Tom Doak’s routing for the yet-to-be-named second course at Cabot Highlands was released by the resort’s Canadian-based ownership group this week. It’s a sure bet the famed American designer utilized his vast knowledge of Scottish golf design – accumulated through years of on-the-ground study of the country’s greatest natural links – to create this much-anticipated layout that should open to preview play in 2024 and fully in 2025.

Cabot Highland Scotland Doak
The routing plan for the new Tom Doak-designed course at Cabot Highlands in Scotland shows No. 1 to the left before the layout crosses an estuary and plays to a far point along the coast to the right, then returns to an 18th hole that crisscrosses the first hole. (Courtesy of Cabot)

There’s just one thing: The second course at Cabot Highlands won’t sit on traditional links land. Instead of a totally natural golf site, this property has been farmed for decades, much of it pressed smooth as it rolls past the castle and down that gorgeous hill toward an estuary and the Moray Firth beyond.

That means Doak and his Renaissance Golf Design team have been tasked with creating much of the shot-making drama. On a piece of land that has seen farm tractors instead of greens mowers, they must interject the fun and intricate terrain features that make up the best of Scottish golf.

Doak, of course, knew this when he accepted the job. His stated goal from the beginning: Take what the land offers, don’t overcook anything and, when in doubt, take a drive along the coast for a design refresher at some of the best links courses in the world. It might be St. Andrews to the east, or Royal Dornoch on the opposite side of the firth. Just along this little section of seaside, there’s a wide sampling of classic Scottish links courses to provide inspiration.

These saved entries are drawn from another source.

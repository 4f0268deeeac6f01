#[cfg(not(target_arch = "wasm32"))]
#[tokio::main]
async fn main() -> Result<(), Box<dyn std::error::Error>> {
    msk_portfolio::server::run().await
}

#[cfg(target_arch = "wasm32")]
fn main() {
    msk_portfolio::frontend::run();
}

Tom Doak Cabot Highlands Castle Stuart
Tom Doak discusses his new course at Castle Stuart/Cabot Highlands near Inverness, Scotland. (Jason Lusk/Golfweek)

“The good thing about trying to do this in Scotland instead of in Florida is, if you’re ever not sure, you drive right over there (pointing out window), or drive up north, and go have a look at a few other courses,” Doak said during a tour of the land in late 2022 as he worked on the routing. “You know, I think most architects, we do too much. The things that are cool about the contouring here (in Scotland) is that it’s small scale and it’s wrinkly, but there are large expanses of fairly flat stuff in with that. It doesn’t just keep going with jittery contours forever. Even the most complex golf courses have big areas of relatively flat areas. …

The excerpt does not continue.